Прежняя интеллигентская мораль говорила, что выше всего тот человек, который крепко держится своих убеждений и жертвует за них жизнью.
Новая, ихняя мораль говорит, что мертв тот человек, который стоит на месте и не движется. Потому что все в жизни движется, и он должен идти с ней, если хочет быть жив.
Где же правда?
Может быть, его консерватизм - тупость? А может быть, их подвижность приспособляемость? Трудно человеку жить в гонении, вот он и двинулся вслед "за жизнью".
Но тут еще осложнение в том, что он-то сам, Алексей Николаевич Волохов, не остался целиком на своей позиции, которую хранит в глубине души, он не проклял их открыто и не пожертвовал жизнью за свою правду.
Что говорит старая интеллигентская мораль о таких субъектах?..
Но это - житейская слабость. Об этом говорить нечего. Нужно говорить о чистом принципе. Пусть я - мерзавец. Будем говорить о тех, что действительно гибли за свою правду. За старую правду.
Кто прав - они, прежние, или эти, новые? На чьей стороне абсолютная правда?..

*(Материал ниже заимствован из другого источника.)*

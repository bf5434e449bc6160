//! Conversation message types shared by group-chat payloads and chat clients.

use serde::{Deserialize, Serialize};

#[derive(Debug, Clone, Copy, PartialEq, Eq, Hash, Serialize, Deserialize)]
#[serde(rename_all = "lowercase")]
pub enum ChatRole {
    System,
    User,
    Assistant,
}

#[derive(Debug, Clone, PartialEq, Eq, Serialize, Deserialize)]
pub struct ChatMessage {
    pub role: ChatRole,
    pub content: String,
}

impl ChatMessage {
    pub fn new(role: ChatRole, content: impl Into<String>) -> Self {
        Self {
            role,
            content: content.into(),
        }
    }

    pub fn system(content: impl Into<String>) -> Self {
        Self::new(ChatRole::System, content)
    }

    pub fn user(content: impl Into<String>) -> Self {
        Self::new(ChatRole::User, content)
    }

    pub fn assistant(content: impl Into<String>) -> Self {
        Self::new(ChatRole::Assistant, content)
    }

    pub fn is_blank(&self) -> bool {
        self.content.trim().is_empty()
    }
}
//! `taskforge-ai`
//!
//! **Responsibility:** boundary to the external AI services.
//!
//! This crate only describes what the engine needs from vendors:
//! - It does not know about queues, ledgers or persisted task state.
//! - Implementations do blocking I/O and must honour the [`CallContext`] deadline.
//! - Provider-specific wire formats live in the implementations, not here.

pub mod asset;
pub mod call;
pub mod chat;
pub mod context;
pub mod vendor;

pub use asset::{AssetError, AssetStore};
pub use call::CallContext;
pub use chat::{ChatClient, ChatError, ChatRequest, ChatResponse};
pub use context::{
    ApproxTokenCounter, ContextError, ConversationContextReducer, ReducedRequest, TokenCounter,
    WindowedContextReducer, CONTINUE_PROMPT,
};
pub use vendor::{
    VendorError, VendorJobClient, VendorJobKind, VendorJobState, VendorJobStatus, VendorRegistry,
    VendorRequest, VendorSubmission,
};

Он вдруг остановился посредине комнаты от неожиданной мысли, пришедшей ему в голову по поводу понятия абсолютной правды: ведь когда последователей коммунизма были единицы, тогда как-то ясно было видно, насколько это учение утопично, бессмысленно. С ним можно было спорить, просто не обращать внимания.
А вот теперь, когда последователей только самых активных, незаинтересованных материальными расчетами, насчитывается сотни тысяч, да еще растет молодое поколение, которое нельзя учесть и которое через несколько десятков лет превратится в целый народ,- тогда как? Всего несколько лет назад их считали захватчиками, преступниками против общественной морали. Теперь их считают правительством, о преступности уже как-то не говорят; от них пойдет новая правда, которая со временем сделается отправной точкой для нового права. И нарушение этого права будет уже считаться преступлением. Ведь в свое время крепостное право считалось правом, освященным религией.
Если это так, то есть ли тогда вообще какая-то абсолютная, законченная раз навсегда правда в урегулировании социальных отношений?
Они-то ее не признают. Но вот он логически, хотя и с другой стороны, приходит к тому же.